L’intellettuale di sinistra è una figura fiabesca, ormai: tutti sanno dov’è vissuto, quando è vissuto, cosa ha vissuto ma nessuno sa dove sia andato a finire e se ne dichiara, sbrigativamente, una morte presunta o un’accettabile assenza.

        Usiamo l’imperfetto: era un uomo che cercava tante direzioni, che sperimentava nuove direzioni,  che voleva altre direzioni. Qualcosa trovò e inventò (negli anni ’50, soprattutto), cominciò poi a dubitare, a sentirsi inadeguato, a non avere più colleghi o discepoli, a restare solo un intellettuale, fino a perdere, in questi ultimi quindici anni, anche l’intellettualità.

        Le persone sapienti o competenti si definiscono oggi, tutt’al più, di sinistra ma evitano di proporsi come intellettuali: sarà pudore, vergogna, umiltà…

        Eventi come la caduta del muro di Berlino o della superpotenza sovietica hanno creato un vuoto per taluni e un pieno per altri. Nell’ambito della sinistra – sparpagliata e destrutturata – non si sente il bisogno di persone che pensino ma che facciano e spesso questi nostri ex-intellettuali-di-sinistra fanno tutto, di più, di meno, di peggio.

 


           

 

 

 

          

 

 

 

                         

 

 

        Sembra decaduta e decadente l’opzione non dico a filosofare o argomentare, ma semplicemente a pensare: pensare a qualcosa che stia possibilmente a sinistra, in quegli anfratti dove si elabora un nuovo modo di vivere e governare la società. Tutto questo costa fatica, a volte sgomento e abbandono. Si continua ad essere di sinistra, certo, ma solo perché c’è una destra da respingere o da vincere. E si continua così, a camminare sui lunghi percorsi che non hanno più panorami ai lati e ci si imbatte in cartelli dalle scritte sbiadite o consumate dal tempo.

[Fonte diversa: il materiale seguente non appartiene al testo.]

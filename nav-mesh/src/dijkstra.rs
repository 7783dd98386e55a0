use tracing::debug;

use crate::error::RouteError;
use crate::graph::AdjacencyGraph;
use crate::heap::TriangleHeap;

/// Predecessor and distance tables from one single-source run.
#[derive(Debug, Clone, Default)]
pub struct ShortestPaths {
    source: u32,
    prev: Vec<Option<u32>>,
    dist: Vec<u32>,
}

impl ShortestPaths {
    pub fn source(&self) -> u32 {
        self.source
    }

    /// Triangle immediately preceding `tri` on the shortest path from the
    /// source. `None` for the source itself and for unreachable triangles.
    pub fn predecessor(&self, tri: u32) -> Option<u32> {
        self.prev.get(tri as usize).copied().flatten()
    }

    /// Total corridor weight to `tri`, when reachable.
    pub fn distance(&self, tri: u32) -> Option<u32> {
        match self.dist.get(tri as usize) {
            Some(&d) if d != u32::MAX => Some(d),
            _ => None,
        }
    }

    /// Reconstruct the ordered triangle corridor `[source, .., dst]`.
    pub fn corridor_to(&self, dst: u32) -> Result<Vec<u32>, RouteError> {
        let mut corridor = Vec::new();
        self.corridor_to_into(dst, &mut corridor)?;
        Ok(corridor)
    }

    /// Allocation-reusing variant of [`ShortestPaths::corridor_to`].
    pub fn corridor_to_into(&self, dst: u32, out: &mut Vec<u32>) -> Result<(), RouteError> {
        out.clear();
        out.push(dst);
        if dst == self.source {
            return Ok(());
        }
        let mut cur = dst;
        while let Some(prev) = self.predecessor(cur) {
            out.push(prev);
            if prev == self.source {
                out.reverse();
                return Ok(());
            }
            cur = prev;
        }
        Err(RouteError::Unreachable)
    }
}

/// Classic Dijkstra over the triangle dual graph.
///
/// Every triangle is seeded into the indexed heap up front (the source at
/// distance zero, everything else at the `u32::MAX` sentinel); relaxations
/// go through `decrease_key`, and the visited test on pop filters anything
/// stale. Unreachable triangles keep the sentinel and no predecessor.
pub fn shortest_paths(graph: &AdjacencyGraph, src: u32) -> ShortestPaths {
    let mut heap = TriangleHeap::with_capacity(graph.len());
    let mut visited = Vec::new();
    let mut out = ShortestPaths::default();
    shortest_paths_into(graph, src, &mut heap, &mut visited, &mut out);
    out
}

pub(crate) fn shortest_paths_into(
    graph: &AdjacencyGraph,
    src: u32,
    heap: &mut TriangleHeap,
    visited: &mut Vec<bool>,
    out: &mut ShortestPaths,
) {
    let n = graph.len();
    out.source = src;
    out.prev.clear();
    out.prev.resize(n, None);
    out.dist.clear();
    out.dist.resize(n, u32::MAX);
    visited.clear();
    visited.resize(n, false);
    heap.clear();

    if (src as usize) < n {
        out.dist[src as usize] = 0;
    }

    for tri in 0..n as u32 {
        let pushed = heap.push(tri, out.dist[tri as usize]);
        debug_assert!(pushed.is_ok(), "heap was cleared above");
    }

    let mut settled = 0usize;
    while let Some((tri, _)) = heap.pop_min() {
        let u = tri as usize;
        if visited[u] {
            continue;
        }
        visited[u] = true;
        let base = out.dist[u];
        if base != u32::MAX {
            settled += 1;
        }

        for edge in graph.neighbors(tri) {
            let v = edge.to as usize;
            if visited[v] {
                continue;
            }
            // Saturating: relaxing from an unreached node must not wrap the
            // sentinel into a tiny distance.
            let alt = base.saturating_add(edge.weight);
            if alt < out.dist[v] {
                out.dist[v] = alt;
                out.prev[v] = Some(tri);
                heap.decrease_key(edge.to, alt);
            }
        }
    }

    debug!(source = src, reached = settled, "shortest-path pass");
}
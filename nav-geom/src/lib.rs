//! Planar geometry primitives for navigation queries.

#![cfg_attr(docsrs, feature(doc_cfg))]
#![forbid(unsafe_code)]

pub mod point;
pub mod tri;

pub use point::{Point, Vec2};
pub use tri::{centroid, cross, point_in_triangle, tri_area2};
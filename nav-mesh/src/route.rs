use nav_geom::Vec2;
use tracing::debug;

use crate::corridor::{portals_into, Portal};
use crate::dijkstra::{shortest_paths_into, ShortestPaths};
use crate::error::RouteError;
use crate::funnel;
use crate::graph::AdjacencyGraph;
use crate::heap::TriangleHeap;
use crate::mesh::NavMesh;

#[cfg(feature = "serde")]
use serde::{Deserialize, Serialize};

/// Smoothed polyline through the mesh. The first point is the requested
/// start and the last the requested end; everything between is a funnel
/// apex sitting on a mesh vertex.
#[derive(Debug, Clone, Default, PartialEq)]
#[cfg_attr(feature = "serde", derive(Serialize, Deserialize))]
pub struct NavPath {
    pub points: Vec<Vec2>,
}

impl NavPath {
    pub fn new(points: Vec<Vec2>) -> Self {
        Self { points }
    }
}

/// Reusable scratch buffers for route queries.
///
/// Avoids per-query allocation in hot paths; use one value per thread.
#[derive(Debug, Default)]
pub struct RouteQuery {
    heap: TriangleHeap,
    visited: Vec<bool>,
    paths: ShortestPaths,
    corridor: Vec<u32>,
    portals: Vec<Portal>,
}

/// Plan a smoothed path from `start` to `end`.
///
/// Locates both endpoints with a linear point-in-triangle scan, runs
/// Dijkstra over the dual graph, resolves the triangle corridor and pulls
/// it taut with the funnel pass.
pub fn route(
    mesh: &NavMesh,
    graph: &AdjacencyGraph,
    start: Vec2,
    end: Vec2,
) -> Result<NavPath, RouteError> {
    let mut query = RouteQuery::default();
    let mut out = NavPath::default();
    route_into(mesh, graph, start, end, &mut query, &mut out)?;
    Ok(out)
}

/// Allocation-reusing variant of [`route`].
pub fn route_into(
    mesh: &NavMesh,
    graph: &AdjacencyGraph,
    start: Vec2,
    end: Vec2,
    query: &mut RouteQuery,
    out: &mut NavPath,
) -> Result<(), RouteError> {
    out.points.clear();

    let src = mesh.find_triangle(start).ok_or(RouteError::StartNotInMesh)?;
    let dst = mesh.find_triangle(end).ok_or(RouteError::EndNotInMesh)?;
    if mesh.is_blocked(src) {
        return Err(RouteError::StartBlocked);
    }
    if mesh.is_blocked(dst) {
        return Err(RouteError::EndBlocked);
    }

    shortest_paths_into(
        graph,
        src,
        &mut query.heap,
        &mut query.visited,
        &mut query.paths,
    );
    query.paths.corridor_to_into(dst, &mut query.corridor)?;
    portals_into(mesh, &query.corridor, end, &mut query.portals)?;

    out.points.push(start);
    funnel::smooth_into(&query.portals, start, &mut out.points);
    out.points.push(end);

    debug!(
        src_tri = src,
        dst_tri = dst,
        corridor = query.corridor.len(),
        corners = out.points.len(),
        "route resolved"
    );

    Ok(())
}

        Ci siamo tutti sentiti liberi quando le pregiudiziali ideologiche – che mal sopportavamo – hanno cessato di esistere ma ci siamo sentiti anche in colpa o in difetto per non aver sempre più tempestivamente e sempre più profondamente inciso nel processo di rinnovamento che auspicavamo e che è stato compiuto anche da altri. La scritta sul monumento dice: “Wir sind unschuldig”, noi siamo innocenti.

        Dovremmo tornare a pensare ma in giro, da più parti, si dice che restare a sinistra, o essere di sinistra, sia già un privilegio, una fortuna, un segno, un ricordo, una nostalgia. C’è chi si accontenta nel deprimersi e c’è chi viene accontentato.